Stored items
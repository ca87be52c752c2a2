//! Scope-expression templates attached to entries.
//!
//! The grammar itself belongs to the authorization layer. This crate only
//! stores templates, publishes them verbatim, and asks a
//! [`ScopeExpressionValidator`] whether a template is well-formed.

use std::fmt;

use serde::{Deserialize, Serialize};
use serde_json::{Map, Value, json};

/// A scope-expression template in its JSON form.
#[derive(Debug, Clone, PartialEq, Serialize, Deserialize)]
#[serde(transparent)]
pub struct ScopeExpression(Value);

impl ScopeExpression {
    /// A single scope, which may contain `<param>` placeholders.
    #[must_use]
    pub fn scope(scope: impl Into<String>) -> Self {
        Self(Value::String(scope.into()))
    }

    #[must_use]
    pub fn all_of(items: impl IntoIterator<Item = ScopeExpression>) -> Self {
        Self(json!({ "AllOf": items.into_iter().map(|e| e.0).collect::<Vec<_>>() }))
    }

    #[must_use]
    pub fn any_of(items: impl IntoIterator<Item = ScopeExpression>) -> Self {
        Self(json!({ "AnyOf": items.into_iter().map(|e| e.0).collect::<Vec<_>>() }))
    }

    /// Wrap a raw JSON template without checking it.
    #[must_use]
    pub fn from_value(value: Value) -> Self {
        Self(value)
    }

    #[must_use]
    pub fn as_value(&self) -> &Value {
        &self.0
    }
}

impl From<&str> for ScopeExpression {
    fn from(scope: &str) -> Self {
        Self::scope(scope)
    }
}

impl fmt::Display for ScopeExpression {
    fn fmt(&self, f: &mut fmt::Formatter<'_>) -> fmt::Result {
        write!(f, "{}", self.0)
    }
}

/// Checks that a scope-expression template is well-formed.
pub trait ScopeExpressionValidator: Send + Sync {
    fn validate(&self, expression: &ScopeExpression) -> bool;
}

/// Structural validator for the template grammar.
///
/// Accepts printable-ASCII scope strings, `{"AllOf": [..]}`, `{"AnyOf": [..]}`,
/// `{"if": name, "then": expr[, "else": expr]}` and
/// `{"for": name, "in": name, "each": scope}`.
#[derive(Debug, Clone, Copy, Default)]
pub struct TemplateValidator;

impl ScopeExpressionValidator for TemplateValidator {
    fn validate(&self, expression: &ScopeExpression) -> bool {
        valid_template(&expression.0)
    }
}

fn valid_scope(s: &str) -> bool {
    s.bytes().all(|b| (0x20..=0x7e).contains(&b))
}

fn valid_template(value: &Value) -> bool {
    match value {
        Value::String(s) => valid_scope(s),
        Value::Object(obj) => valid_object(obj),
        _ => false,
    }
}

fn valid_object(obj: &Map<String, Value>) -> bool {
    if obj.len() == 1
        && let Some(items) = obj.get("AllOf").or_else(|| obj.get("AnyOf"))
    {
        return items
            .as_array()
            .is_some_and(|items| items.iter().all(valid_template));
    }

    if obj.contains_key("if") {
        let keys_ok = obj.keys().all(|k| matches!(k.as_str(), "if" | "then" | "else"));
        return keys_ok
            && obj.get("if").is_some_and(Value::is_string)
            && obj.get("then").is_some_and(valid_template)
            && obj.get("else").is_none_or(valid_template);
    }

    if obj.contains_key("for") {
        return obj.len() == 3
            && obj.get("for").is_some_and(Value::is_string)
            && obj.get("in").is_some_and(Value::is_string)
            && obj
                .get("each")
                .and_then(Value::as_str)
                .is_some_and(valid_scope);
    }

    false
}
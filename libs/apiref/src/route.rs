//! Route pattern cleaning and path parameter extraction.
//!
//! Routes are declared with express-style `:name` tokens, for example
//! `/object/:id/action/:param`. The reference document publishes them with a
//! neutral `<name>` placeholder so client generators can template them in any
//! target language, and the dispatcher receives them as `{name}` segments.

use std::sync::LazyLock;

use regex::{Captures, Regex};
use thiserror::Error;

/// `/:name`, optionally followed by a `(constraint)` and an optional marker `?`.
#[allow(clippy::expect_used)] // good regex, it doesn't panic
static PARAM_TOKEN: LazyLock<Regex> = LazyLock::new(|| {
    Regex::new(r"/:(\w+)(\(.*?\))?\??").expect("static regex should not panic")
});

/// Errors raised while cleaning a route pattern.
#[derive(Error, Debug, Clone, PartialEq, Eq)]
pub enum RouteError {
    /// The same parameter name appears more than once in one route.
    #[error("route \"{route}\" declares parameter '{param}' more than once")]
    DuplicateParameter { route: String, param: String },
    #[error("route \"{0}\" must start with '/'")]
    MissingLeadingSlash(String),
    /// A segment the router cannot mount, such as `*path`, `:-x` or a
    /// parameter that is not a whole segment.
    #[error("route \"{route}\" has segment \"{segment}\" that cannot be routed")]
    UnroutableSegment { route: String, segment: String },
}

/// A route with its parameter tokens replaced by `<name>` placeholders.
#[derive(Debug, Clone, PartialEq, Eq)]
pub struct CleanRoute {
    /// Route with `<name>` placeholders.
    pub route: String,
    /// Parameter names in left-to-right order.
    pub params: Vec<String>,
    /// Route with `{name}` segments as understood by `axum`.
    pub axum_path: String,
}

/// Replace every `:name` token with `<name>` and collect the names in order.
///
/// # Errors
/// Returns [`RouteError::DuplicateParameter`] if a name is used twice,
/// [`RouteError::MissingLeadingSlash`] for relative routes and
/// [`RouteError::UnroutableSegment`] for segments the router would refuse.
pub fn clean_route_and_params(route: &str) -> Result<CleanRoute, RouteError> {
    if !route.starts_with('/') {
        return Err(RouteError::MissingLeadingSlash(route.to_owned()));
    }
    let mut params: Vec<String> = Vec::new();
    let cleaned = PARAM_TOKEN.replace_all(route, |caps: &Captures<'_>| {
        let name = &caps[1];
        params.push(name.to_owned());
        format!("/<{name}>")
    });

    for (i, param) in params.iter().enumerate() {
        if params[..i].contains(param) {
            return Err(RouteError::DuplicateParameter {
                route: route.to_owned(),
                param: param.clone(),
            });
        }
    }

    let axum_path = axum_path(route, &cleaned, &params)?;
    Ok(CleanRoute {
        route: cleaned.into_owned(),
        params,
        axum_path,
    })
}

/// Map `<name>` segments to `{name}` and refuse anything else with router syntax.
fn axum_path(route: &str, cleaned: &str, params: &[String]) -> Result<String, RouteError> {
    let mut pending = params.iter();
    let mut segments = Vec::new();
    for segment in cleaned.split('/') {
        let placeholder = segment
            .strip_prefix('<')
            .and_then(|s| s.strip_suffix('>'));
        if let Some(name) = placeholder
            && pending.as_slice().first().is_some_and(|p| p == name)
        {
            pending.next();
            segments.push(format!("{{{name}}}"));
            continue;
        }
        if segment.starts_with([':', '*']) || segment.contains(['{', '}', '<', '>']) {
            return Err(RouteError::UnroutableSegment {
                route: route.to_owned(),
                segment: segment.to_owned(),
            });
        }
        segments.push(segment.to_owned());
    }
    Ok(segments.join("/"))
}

DIRECTIONS FOR THIS TASK
What you should produce is an exact copy of the records above.

SOLUTION TO THIS PROBLEM
repository ca87be52c752c2a2
//! Scope-expression templates attached to entries.
//!
//! The grammar itself belongs to the authorization layer. This crate only
//! stores templates, publishes them verbatim, and asks a
//! [`ScopeExpressionValidator`] whether a template is well-formed.

use std::fmt;

use serde::{Deserialize, Serialize};
use serde_json::{Map, Value, json};

/// A scope-expression template in its JSON form.
#[derive(Debug, Clone, PartialEq, Serialize, Deserialize)]
#[serde(transparent)]
pub struct ScopeExpression(Value);

impl ScopeExpression {
    /// A single scope, which may contain `<param>` placeholders.
    #[must_use]
    pub fn scope(scope: impl Into<String>) -> Self {
        Self(Value::String(scope.into()))
    }

    #[must_use]
    pub fn all_of(items: impl IntoIterator<Item = ScopeExpression>) -> Self {
        Self(json!({ "AllOf": items.into_iter().map(|e| e.0).collect::<Vec<_>>() }))
    }

    #[must_use]
    pub fn any_of(items: impl IntoIterator<Item = ScopeExpression>) -> Self {
        Self(json!({ "AnyOf": items.into_iter().map(|e| e.0).collect::<Vec<_>>() }))
    }

    /// Wrap a raw JSON template without checking it.
    #[must_use]
    pub fn from_value(value: Value) -> Self {
        Self(value)
    }

    #[must_use]
    pub fn as_value(&self) -> &Value {
        &self.0
    }
}

impl From<&str> for ScopeExpression {
    fn from(scope: &str) -> Self {
        Self::scope(scope)
    }
}

impl fmt::Display for ScopeExpression {
    fn fmt(&self, f: &mut fmt::Formatter<'_>) -> fmt::Result {
        write!(f, "{}", self.0)
    }
}

/// Checks that a scope-expression template is well-formed.
pub trait ScopeExpressionValidator: Send + Sync {
    fn validate(&self, expression: &ScopeExpression) -> bool;
}

/// Structural validator for the template grammar.
///
/// Accepts printable-ASCII scope strings, `{"AllOf": [..]}`, `{"AnyOf": [..]}`,
/// `{"if": name, "then": expr[, "else": expr]}` and
/// `{"for": name, "in": name, "each": scope}`.
#[derive(Debug, Clone, Copy, Default)]
pub struct TemplateValidator;

impl ScopeExpressionValidator for TemplateValidator {
    fn validate(&self, expression: &ScopeExpression) -> bool {
        valid_template(&expression.0)
    }
}

fn valid_scope(s: &str) -> bool {
    s.bytes().all(|b| (0x20..=0x7e).contains(&b))
}

fn valid_template(value: &Value) -> bool {
    match value {
        Value::String(s) => valid_scope(s),
        Value::Object(obj) => valid_object(obj),
        _ => false,
    }
}

fn valid_object(obj: &Map<String, Value>) -> bool {
    if obj.len() == 1
        && let Some(items) = obj.get("AllOf").or_else(|| obj.get("AnyOf"))
    {
        return items
            .as_array()
            .is_some_and(|items| items.iter().all(valid_template));
    }

    if obj.contains_key("if") {
        let keys_ok = obj.keys().all(|k| matches!(k.as_str(), "if" | "then" | "else"));
        return keys_ok
            && obj.get("if").is_some_and(Value::is_string)
            && obj.get("then").is_some_and(valid_template)
            && obj.get("else").is_none_or(valid_template);
    }

    if obj.contains_key("for") {
        return obj.len() == 3
            && obj.get("for").is_some_and(Value::is_string)
            && obj.get("in").is_some_and(Value::is_string)
            && obj
                .get("each")
                .and_then(Value::as_str)
                .is_some_and(valid_scope);
    }

    false
}
filename libs/apiref/src/route.rs
//! Route pattern cleaning and path parameter extraction.
//!
//! Routes are declared with express-style `:name` tokens, for example
//! `/object/:id/action/:param`. The reference document publishes them with a
//! neutral `<name>` placeholder so client generators can template them in any
//! target language, and the dispatcher receives them as `{name}` segments.

use std::sync::LazyLock;

use regex::{Captures, Regex};
use thiserror::Error;

/// `/:name`, optionally followed by a `(constraint)` and an optional marker `?`.
#[allow(clippy::expect_used)] // good regex, it doesn't panic
static PARAM_TOKEN: LazyLock<Regex> = LazyLock::new(|| {
    Regex::new(r"/:(\w+)(\(.*?\))?\??").expect("static regex should not panic")
});

/// Errors raised while cleaning a route pattern.
#[derive(Error, Debug, Clone, PartialEq, Eq)]
pub enum RouteError {
    /// The same parameter name appears more than once in one route.
    #[error("route \"{route}\" declares parameter '{param}' more than once")]
    DuplicateParameter { route: String, param: String },
    #[error("route \"{0}\" must start with '/'")]
    MissingLeadingSlash(String),
    /// A segment the router cannot mount, such as `*path`, `:-x` or a
    /// parameter that is not a whole segment.
    #[error("route \"{route}\" has segment \"{segment}\" that cannot be routed")]
    UnroutableSegment { route: String, segment: String },
}

/// A route with its parameter tokens replaced by `<name>` placeholders.
#[derive(Debug, Clone, PartialEq, Eq)]
pub struct CleanRoute {
    /// Route with `<name>` placeholders.
    pub route: String,
    /// Parameter names in left-to-right order.
    pub params: Vec<String>,
    /// Route with `{name}` segments as understood by `axum`.
    pub axum_path: String,
}

/// Replace every `:name` token with `<name>` and collect the names in order.
///
/// # Errors
/// Returns [`RouteError::DuplicateParameter`] if a name is used twice,
/// [`RouteError::MissingLeadingSlash`] for relative routes and
/// [`RouteError::UnroutableSegment`] for segments the router would refuse.
pub fn clean_route_and_params(route: &str) -> Result<CleanRoute, RouteError> {
    if !route.starts_with('/') {
        return Err(RouteError::MissingLeadingSlash(route.to_owned()));
    }
    let mut params: Vec<String> = Vec::new();
    let cleaned = PARAM_TOKEN.replace_all(route, |caps: &Captures<'_>| {
        let name = &caps[1];
        params.push(name.to_owned());
        format!("/<{name}>")
    });

    for (i, param) in params.iter().enumerate() {
        if params[..i].contains(param) {
            return Err(RouteError::DuplicateParameter {
                route: route.to_owned(),
                param: param.clone(),
            });
        }
    }

    let axum_path = axum_path(route, &cleaned, &params)?;
    Ok(CleanRoute {
        route: cleaned.into_owned(),
        params,
        axum_path,
    })
}

/// Map `<name>` segments to `{name}` and refuse anything else with router syntax.
fn axum_path(route: &str, cleaned: &str, params: &[String]) -> Result<String, RouteError> {
    let mut pending = params.iter();
    let mut segments = Vec::new();
    for segment in cleaned.split('/') {
        let placeholder = segment
            .strip_prefix('<')
            .and_then(|s| s.strip_suffix('>'));
        if let Some(name) = placeholder
            && pending.as_slice().first().is_some_and(|p| p == name)
        {
            pending.next();
            segments.push(format!("{{{name}}}"));
            continue;
        }
        if segment.starts_with([':', '*']) || segment.contains(['{', '}', '<', '>']) {
            return Err(RouteError::UnroutableSegment {
                route: route.to_owned(),
                segment: segment.to_owned(),
            });
        }
        segments.push(segment.to_owned());
    }
    Ok(segments.join("/"))
}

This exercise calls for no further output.